What you will do: Using the listing below, copy exactly the lines from the one containing "Starts fast, decelerates" to the one containing "over the second", both lines included, and no others.

Stored data:
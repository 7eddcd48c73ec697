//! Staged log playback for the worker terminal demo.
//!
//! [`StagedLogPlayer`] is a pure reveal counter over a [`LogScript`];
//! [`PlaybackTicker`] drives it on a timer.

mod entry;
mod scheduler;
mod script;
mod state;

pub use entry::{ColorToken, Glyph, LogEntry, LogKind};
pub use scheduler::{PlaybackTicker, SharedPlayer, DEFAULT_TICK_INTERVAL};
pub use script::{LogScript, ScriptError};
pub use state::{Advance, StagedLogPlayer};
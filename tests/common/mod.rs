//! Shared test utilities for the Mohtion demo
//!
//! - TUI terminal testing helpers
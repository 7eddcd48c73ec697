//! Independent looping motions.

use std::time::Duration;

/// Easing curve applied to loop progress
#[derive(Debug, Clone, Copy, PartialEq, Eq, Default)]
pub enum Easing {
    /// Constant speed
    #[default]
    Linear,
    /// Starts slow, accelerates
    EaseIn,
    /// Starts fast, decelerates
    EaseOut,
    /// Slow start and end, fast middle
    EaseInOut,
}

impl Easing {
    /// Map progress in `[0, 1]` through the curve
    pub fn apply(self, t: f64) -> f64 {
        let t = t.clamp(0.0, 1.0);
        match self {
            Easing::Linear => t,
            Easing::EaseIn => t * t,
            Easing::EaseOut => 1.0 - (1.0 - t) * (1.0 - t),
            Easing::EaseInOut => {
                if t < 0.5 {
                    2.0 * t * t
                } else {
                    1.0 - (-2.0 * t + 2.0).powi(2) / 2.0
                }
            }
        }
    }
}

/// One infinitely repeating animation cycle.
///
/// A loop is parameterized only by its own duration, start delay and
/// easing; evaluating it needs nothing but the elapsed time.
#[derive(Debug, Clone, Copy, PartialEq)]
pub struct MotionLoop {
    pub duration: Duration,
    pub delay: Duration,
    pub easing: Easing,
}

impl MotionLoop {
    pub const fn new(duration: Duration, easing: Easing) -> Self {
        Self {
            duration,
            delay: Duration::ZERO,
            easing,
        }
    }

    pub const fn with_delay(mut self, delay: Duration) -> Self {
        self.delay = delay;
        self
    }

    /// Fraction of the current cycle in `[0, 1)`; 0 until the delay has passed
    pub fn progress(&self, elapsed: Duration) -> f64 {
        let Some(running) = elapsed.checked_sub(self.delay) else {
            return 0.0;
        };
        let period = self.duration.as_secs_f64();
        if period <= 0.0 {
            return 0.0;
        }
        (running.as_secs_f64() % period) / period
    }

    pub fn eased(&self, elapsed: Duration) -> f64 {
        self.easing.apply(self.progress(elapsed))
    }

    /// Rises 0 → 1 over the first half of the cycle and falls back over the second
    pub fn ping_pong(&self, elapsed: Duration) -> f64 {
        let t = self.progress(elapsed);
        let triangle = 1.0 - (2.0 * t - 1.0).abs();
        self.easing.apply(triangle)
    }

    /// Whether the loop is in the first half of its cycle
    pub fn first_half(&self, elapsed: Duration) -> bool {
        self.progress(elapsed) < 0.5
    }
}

Solved exercise:
    /// Starts fast, decelerates
    EaseOut,
    /// Slow start and end, fast middle
    EaseInOut,
}

impl Easing {
    /// Map progress in `[0, 1]` through the curve
    pub fn apply(self, t: f64) -> f64 {
        let t = t.clamp(0.0, 1.0);
        match self {
            Easing::Linear => t,
            Easing::EaseIn => t * t,
            Easing::EaseOut => 1.0 - (1.0 - t) * (1.0 - t),
            Easing::EaseInOut => {
                if t < 0.5 {
                    2.0 * t * t
                } else {
                    1.0 - (-2.0 * t + 2.0).powi(2) / 2.0
                }
            }
        }
    }
}

/// One infinitely repeating animation cycle.
///
/// A loop is parameterized only by its own duration, start delay and
/// easing; evaluating it needs nothing but the elapsed time.
#[derive(Debug, Clone, Copy, PartialEq)]
pub struct MotionLoop {
    pub duration: Duration,
    pub delay: Duration,
    pub easing: Easing,
}

impl MotionLoop {
    pub const fn new(duration: Duration, easing: Easing) -> Self {
        Self {
            duration,
            delay: Duration::ZERO,
            easing,
        }
    }

    pub const fn with_delay(mut self, delay: Duration) -> Self {
        self.delay = delay;
        self
    }

    /// Fraction of the current cycle in `[0, 1)`; 0 until the delay has passed
    pub fn progress(&self, elapsed: Duration) -> f64 {
        let Some(running) = elapsed.checked_sub(self.delay) else {
            return 0.0;
        };
        let period = self.duration.as_secs_f64();
        if period <= 0.0 {
            return 0.0;
        }
        (running.as_secs_f64() % period) / period
    }

    pub fn eased(&self, elapsed: Duration) -> f64 {
        self.easing.apply(self.progress(elapsed))
    }

    /// Rises 0 → 1 over the first half of the cycle and falls back over the second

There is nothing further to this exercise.